Foreign objects are a significant problem for dishwasher drain pumps because of how they function.
Remember: the drain pump consists of a motor and an impeller that drives water out through the drain hose.
So, when a foreign object finds its way through the dishwasher and into the pump, it will prevent the impeller from turning. As a result, the drain pump tries and fails to do its job.
This sign of a bad drain pump often comes with accompanying symptoms. Those symptoms are the ones that we’ve seen at the beginning of this list, which are:
- Slow or delayed draining of water from the dishwasher.
- No draining of water from the dishwasher at all.
- Leftover standing water inside the appliance after the wash program ends.
You can fix this problem by removing the foreign object causing the humming noise and preventing the impeller from turning. However, that’s not always possible.
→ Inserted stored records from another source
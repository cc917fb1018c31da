//! Oracle wrapping: a plain function composed with query accounting.

use serde::{Serialize, Serializer};
use std::fmt;
use std::sync::atomic::{AtomicU64, Ordering};

use crate::stats::QueryStats;
use crate::tracker::QueryContext;

static NEXT_ORACLE_ID: AtomicU64 = AtomicU64::new(1);

/// Identity under which oracle queries are grouped.
///
/// All oracles sharing a key accumulate into one record per scope.
#[derive(Debug, Clone, PartialEq, Eq, PartialOrd, Ord, Hash)]
pub enum OracleKey {
    /// An explicit, caller-chosen name.
    Named(String),
    /// The identity of an unnamed oracle, allocated when it was built.
    Anonymous(u64),
}

impl OracleKey {
    /// A fresh process-unique anonymous key.
    pub fn unique() -> Self {
        OracleKey::Anonymous(NEXT_ORACLE_ID.fetch_add(1, Ordering::Relaxed))
    }
}

impl fmt::Display for OracleKey {
    fn fmt(&self, f: &mut fmt::Formatter<'_>) -> fmt::Result {
        match self {
            OracleKey::Named(name) => write!(f, "{}", name),
            OracleKey::Anonymous(id) => write!(f, "oracle#{}", id),
        }
    }
}

// Serialized as its display form so keys can be JSON object keys.
impl Serialize for OracleKey {
    fn serialize<S: Serializer>(&self, serializer: S) -> Result<S::Ok, S::Error> {
        serializer.collect_str(self)
    }
}

impl From<&str> for OracleKey {
    fn from(name: &str) -> Self {
        OracleKey::Named(name.to_string())
    }
}

impl From<String> for OracleKey {
    fn from(name: String) -> Self {
        OracleKey::Named(name)
    }
}

impl From<&OracleKey> for OracleKey {
    fn from(key: &OracleKey) -> Self {
        key.clone()
    }
}

impl<F> From<&Oracle<F>> for OracleKey {
    fn from(oracle: &Oracle<F>) -> Self {
        oracle.key.clone()
    }
}

/// A trackable black-box function.
///
/// Every [`Oracle::query`] forwards to the wrapped function and reports one
/// classical query to the active scope of the oracle's [`QueryContext`].
/// Without a context, or with no scope open, the call is simply not counted.
/// Clones share the key and therefore the accounting.
#[derive(Clone)]
pub struct Oracle<F> {
    key: OracleKey,
    func: F,
    context: Option<QueryContext>,
}

impl<F> Oracle<F> {
    /// Wrap `func` under its own anonymous identity.
    pub fn new(func: F, context: Option<QueryContext>) -> Self {
        Self::with_key(OracleKey::unique(), func, context)
    }

    /// Wrap `func` under an explicit name. Distinct functions may share a name
    /// on purpose to pool their accounting.
    pub fn named(name: impl Into<String>, func: F, context: Option<QueryContext>) -> Self {
        Self::with_key(OracleKey::Named(name.into()), func, context)
    }

    pub fn with_key(key: OracleKey, func: F, context: Option<QueryContext>) -> Self {
        Oracle { key, func, context }
    }

    pub fn key(&self) -> &OracleKey {
        &self.key
    }

    pub fn context(&self) -> Option<&QueryContext> {
        self.context.as_ref()
    }

    /// Call the oracle and count one classical query.
    ///
    /// The query is counted once the wrapped function returns; a panicking
    /// call propagates unchanged and is not counted.
    pub fn query<T: ?Sized, R>(&self, input: &T) -> R
    where
        F: Fn(&T) -> R,
    {
        let output = (self.func)(input);
        self.record(QueryStats::classical(1));
        output
    }

    /// Call the wrapped function without any accounting.
    ///
    /// For algorithms that commit their statistics in a single
    /// [`Oracle::record`] once they have succeeded.
    pub fn evaluate<T: ?Sized, R>(&self, input: &T) -> R
    where
        F: Fn(&T) -> R,
    {
        (self.func)(input)
    }

    /// Add `delta` to the active scope's record for this oracle's key.
    /// Returns `false` if nothing was recorded.
    pub fn record(&self, delta: QueryStats) -> bool {
        match &self.context {
            Some(context) => context.record(&self.key, delta),
            None => false,
        }
    }
}

impl<F> fmt::Debug for Oracle<F> {
    fn fmt(&self, f: &mut fmt::Formatter<'_>) -> fmt::Result {
        f.debug_struct("Oracle")
            .field("key", &self.key)
            .field("tracked", &self.context.is_some())
            .finish()
    }
}

/// Wrap `func` as an oracle keyed by `key`, or by its own identity when `key`
/// is `None`.
pub fn wrap<F>(func: F, key: Option<OracleKey>, context: Option<QueryContext>) -> Oracle<F> {
    match key {
        Some(key) => Oracle::with_key(key, func, context),
        None => Oracle::new(func, context),
    }
}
If necessary, replace the drain pump with a new one.
#5 Squealing Noise
Another sound to look out for is a loud and loud squealing noise coming from inside the dishwasher. This problem is more likely to happen with dishwashers that you’ve been using for many years, and it’s a sign of worn-out bearings.
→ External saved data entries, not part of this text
//! Integration tests driving oracles, tracked scopes and max finding together.

use rand::rngs::StdRng;
use rand::{Rng, SeedableRng};

use benchmarks::{linspace, max_value_of_function, reference_parabola, MAX_KEY};
use oracle_core::{wrap, Oracle, OracleKey, QueryContext, QueryStats, TrackerError};
use quantum_max::{cost, max, max_by_fn, MaxError};

/// Reference statistics for a max run over `n` items.
fn expected_stats(n: usize, error: f64) -> QueryStats {
    QueryStats {
        quantum_expected_quantum_queries: cost::expected_quantum_queries(n, error).unwrap(),
        ..QueryStats::classical(n as u64)
    }
}

// ---------------------------------------------------------------------------
// Reference scenarios
// ---------------------------------------------------------------------------

#[test]
fn test_reference_usage() {
    let ctx = QueryContext::new();
    let grid = linspace(-10.0, 10.0, 10_000);

    let scope = ctx.track_queries();
    let key = Oracle::named("max_key", reference_parabola, Some(ctx.clone()));
    let result = *max(&grid, &key, 1e-5).unwrap();
    let tracker = scope.tracker();
    drop(scope);

    let stats = tracker.get_stats("max_key");
    assert!((result - 2.0).abs() <= 2.0 * 1e-3, "result = {}", result);
    assert_eq!(stats.classical_actual_queries, 10_000);
    assert_eq!(stats.classical_expected_queries, 10_000.0);
    assert_eq!(stats.quantum_expected_classical_queries, 0.0);
    assert!((stats.quantum_expected_quantum_queries - 15610.0172).abs() < 1e-4);
    assert!(stats.approx_eq(&expected_stats(10_000, 1e-5), 1e-12));
}

#[test]
fn test_single_element_any_error() {
    for error in [1e-12, 1e-3, 0.5, 0.999] {
        let ctx = QueryContext::new();
        let (result, stats) = max_value_of_function(&[1], |x: &i32| *x as f64, error, &ctx).unwrap();
        assert_eq!(result, 1);
        assert_eq!(stats.classical_actual_queries, 1);
        assert_eq!(stats.quantum_expected_quantum_queries, cost::expected_quantum_queries(1, error).unwrap());
    }
}

// ---------------------------------------------------------------------------
// Scope semantics
// ---------------------------------------------------------------------------

#[test]
fn test_nested_scopes_isolate_counts() {
    let ctx = QueryContext::new();
    let key = Oracle::named("k", |x: &f64| -x.abs(), Some(ctx.clone()));
    let small = linspace(-1.0, 1.0, 11);
    let large = linspace(-1.0, 1.0, 101);

    let outer = ctx.track_queries();
    max(&small, &key, 0.01).unwrap();
    let before = outer.get_stats("k");

    let inner = ctx.track_queries();
    max(&large, &key, 0.01).unwrap();
    key.query(&0.5);
    let inner_stats = inner.get_stats("k");
    drop(inner);

    assert_eq!(outer.get_stats("k"), before);
    assert_eq!(inner_stats.classical_actual_queries, 102);

    // accounting resumes at the outer scope
    key.query(&0.5);
    assert_eq!(outer.get_stats("k").classical_actual_queries, 12);
}

#[test]
fn test_fresh_scopes_are_reproducible() {
    let ctx = QueryContext::new();
    let grid = linspace(0.0, 3.0, 2_500);
    let runs: Vec<(f64, QueryStats)> = (0..3)
        .map(|_| max_value_of_function(&grid, |x: &f64| x.sin(), 1e-6, &ctx).unwrap())
        .collect();
    assert!(runs.windows(2).all(|w| w[0] == w[1]));
    assert_eq!(runs[0].1, expected_stats(2_500, 1e-6));
}

#[test]
fn test_lookup_policy_is_consistent() {
    let ctx = QueryContext::new();
    let f = wrap(|x: &u8| *x as f64, None, Some(ctx.clone()));
    let (_, tracker) = ctx.track(|_| max(&[1u8, 2, 3], &f, 0.1).map(|x| *x));

    assert_eq!(tracker.try_get_stats(&f).unwrap(), tracker.get_stats(&f));
    assert!(tracker.get_stats(MAX_KEY).is_zero());
    assert_eq!(
        tracker.try_get_stats(MAX_KEY),
        Err(TrackerError::UnknownOracle(OracleKey::from(MAX_KEY)))
    );
}

// ---------------------------------------------------------------------------
// Failure handling
// ---------------------------------------------------------------------------

#[test]
fn test_failures_leave_no_trace() {
    let ctx = QueryContext::new();
    let key = Oracle::named("k", |x: &f64| x.ln(), Some(ctx.clone()));

    let (results, tracker) = ctx.track(|_| {
        vec![
            max(&[] as &[f64], &key, 0.1),
            max(&[1.0, 2.0], &key, 0.0),
            max(&[1.0, 2.0], &key, 1.0),
            max(&[1.0, 0.0, 2.0], &key, 0.1),
        ]
    });

    assert_eq!(results[0], Err(MaxError::EmptyInput));
    assert_eq!(results[1], Err(MaxError::InvalidFailureProbability(0.0)));
    assert_eq!(results[2], Err(MaxError::InvalidFailureProbability(1.0)));
    assert!(matches!(
        results[3],
        Err(MaxError::IncomparableValue { index: 1, .. })
    ));
    assert!(tracker.is_empty());
    assert!(!ctx.is_tracking());
}

// ---------------------------------------------------------------------------
// Randomized agreement with a plain scan
// ---------------------------------------------------------------------------

#[test]
fn test_random_sequences_match_naive_scan() {
    let mut rng = StdRng::seed_from_u64(12345);
    let ctx = QueryContext::new();

    for _ in 0..50 {
        let len = rng.gen_range(1..500);
        let values: Vec<i64> = (0..len).map(|_| rng.gen_range(-1_000..1_000)).collect();
        let error = rng.gen_range(1e-9..0.99);

        let scope = ctx.track_queries();
        let best = max_by_fn(&values, Some("value"), |x: &i64| *x as f64, error, Some(ctx.clone())).unwrap();
        let stats = scope.get_stats("value");
        drop(scope);

        let naive = values.iter().copied().max().unwrap();
        let first = values.iter().position(|&v| v == naive).unwrap();
        assert_eq!(*best, naive);
        assert!(std::ptr::eq(best, &values[first]));
        assert_eq!(stats, expected_stats(len, error));
    }
}

#[test]
fn test_snapshot_serializes_all_oracles() {
    let ctx = QueryContext::new();
    let grid = linspace(-2.0, 2.0, 40);
    let a = Oracle::named("a", |x: &f64| *x, Some(ctx.clone()));
    let b = Oracle::named("b", |x: &f64| -x, Some(ctx.clone()));

    let (_, tracker) = ctx.track(|_| {
        max(&grid, &a, 0.25).unwrap();
        max(&grid, &b, 0.25).unwrap();
    });

    let json = serde_json::to_value(tracker.snapshot()).unwrap();
    assert_eq!(json["a"]["classical_actual_queries"], 40);
    assert_eq!(json["b"]["classical_actual_queries"], 40);
    assert_eq!(json["a"], json["b"]);
}
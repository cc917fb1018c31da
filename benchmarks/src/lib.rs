//! Use cases and input generation for max-finding query benchmarks.

pub mod config;

use serde::Serialize;
use std::fmt::Debug;

use oracle_core::{Oracle, QueryContext, QueryStats};
use quantum_max::{max, MaxError};

pub use config::{BenchConfig, ConfigError};

/// Oracle name used by [`max_value_of_function`].
pub const MAX_KEY: &str = "max_key";

/// `points` evenly spaced values over `[lower, upper]`, both ends included.
pub fn linspace(lower: f64, upper: f64, points: usize) -> Vec<f64> {
    match points {
        0 => Vec::new(),
        1 => vec![lower],
        _ => {
            let step = (upper - lower) / (points - 1) as f64;
            let mut grid: Vec<f64> = (0..points).map(|i| lower + step * i as f64).collect();
            grid[points - 1] = upper;
            grid
        }
    }
}

/// The reference workload: a downward parabola peaking at `x = 2`.
pub fn reference_parabola(x: &f64) -> f64 {
    4.0 * x - x * x
}

/// Maximize `f` over `points` inside a fresh tracked scope and return the
/// maximizing point with the stats recorded under [`MAX_KEY`].
pub fn max_value_of_function<T, F>(
    points: &[T],
    f: F,
    error: f64,
    context: &QueryContext,
) -> Result<(T, QueryStats), MaxError>
where
    T: Debug + Clone,
    F: Fn(&T) -> f64,
{
    let oracle = Oracle::named(MAX_KEY, f, Some(context.clone()));
    let (result, tracker) = context.track(|_| max(points, &oracle, error).cloned());
    Ok((result?, tracker.get_stats(MAX_KEY)))
}

/// Run the reference workload once on a grid of `config.points` values.
pub fn reference_run(config: &BenchConfig) -> Result<(f64, QueryStats), MaxError> {
    let grid = linspace(config.lower, config.upper, config.points);
    let context = QueryContext::new();
    let (argmax, stats) = max_value_of_function(&grid, reference_parabola, config.error, &context)?;
    log::info!("reference run over {} points: argmax {}, {}", config.points, argmax, stats);
    Ok((argmax, stats))
}

/// One row of the scaling report.
#[derive(Debug, Clone, Serialize)]
pub struct ScalingRow {
    pub size: usize,
    pub argmax: f64,
    pub stats: QueryStats,
    /// Classical queries divided by expected quantum queries.
    pub speedup: f64,
}

/// Run the reference workload for every size in `config.sizes`.
pub fn scaling_report(config: &BenchConfig) -> Result<Vec<ScalingRow>, MaxError> {
    let context = QueryContext::new();
    config
        .sizes
        .iter()
        .map(|&size| -> Result<ScalingRow, MaxError> {
            let grid = linspace(config.lower, config.upper, size);
            let (argmax, stats) =
                max_value_of_function(&grid, reference_parabola, config.error, &context)?;
            let speedup = if stats.quantum_expected_quantum_queries > 0.0 {
                stats.classical_actual_queries as f64 / stats.quantum_expected_quantum_queries
            } else {
                f64::INFINITY
            };
            log::info!("size {}: {}", size, stats);
            Ok(ScalingRow {
                size,
                argmax,
                stats,
                speedup,
            })
        })
        .collect()
}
Like many other appliance components, your dishwasher drain pump relies on bearings so the impeller can turn smoothly, even at high speeds. So, your drain pump can’t work correctly when its bearings aren’t in good shape.
When the bearings become faulty or worn out, the impeller will struggle to turn. But more importantly, it’ll also generate the squealing noise you’re hearing.
Depending on your dishwasher brand and model, you might be able to replace the worn-out bearing by itself. If not, you’d be better off replacing the pump entirely, especially if it’s an old pump. The older the part, the more likely it is to face other problems later.
#6 Water Leaking Onto Floor
Last but not least, a lousy dishwasher drain pump can also lead to water leaking onto the floor. That’s because water collects inside the dishwasher compartment, but the pump fails to drive it out through the drain hose.
So, as more and more water accumulates inside the dishwasher, some of it will flow out through openings that lead it to your kitchen floor.
The solution to this problem depends on what’s causing the pump to fail. Like with #5, there are some pump components you can replace. For those that you can’t, you’ll have to replace the pump unit with a new one.
Frequently Asked Questions (FAQs)
Here are some other questions you might have regarding bad dishwasher drain pumps:
How Much Does It Cost To Replace A Dishwasher Drain Pump?
If you have to replace your dishwasher drain pump, you can expect to pay an average of $150 to $350. The exact price you’ll pay depends on your dishwasher’s brand and model. The pumps for some high-end models can cost as much as $600.
Can A Dishwasher Pump Get Clogged?
Yes, a dishwasher drain pump can suffer from clogs. That will happen when too many food bits and foreign objects make their way past the filter and find their way directly into the drain pump. When those objects fail to pass through the pump, they’ll instead cause a clog and prevent the pump from working.
Why Do Dishwasher Drain Pumps Fail?
Dishwasher pumps can fail mechanically and electrically. Mechanically, foreign objects and food bits can jam the pump’s impeller and prevent it from turning. Electrically, the pump could suffer from faults like short circuits and power surges that damage it from the inside.
How Long Do Dishwasher Pumps Last?
Dishwashers and their parts (including the drain pump) can last an average of 10 years. However, you can lengthen that lifespan by ensuring that your dishwasher is well-maintained and cleaned.
What Does A Bad Dishwasher Drain Pump Sound Like?
A bad dishwasher drain pump will create a low humming noise if its impeller fails to turn or a loud squealing noise if its bearings are worn-out. But, of course, a drain pump that fails ultimately will not make any noise, even when it should be running.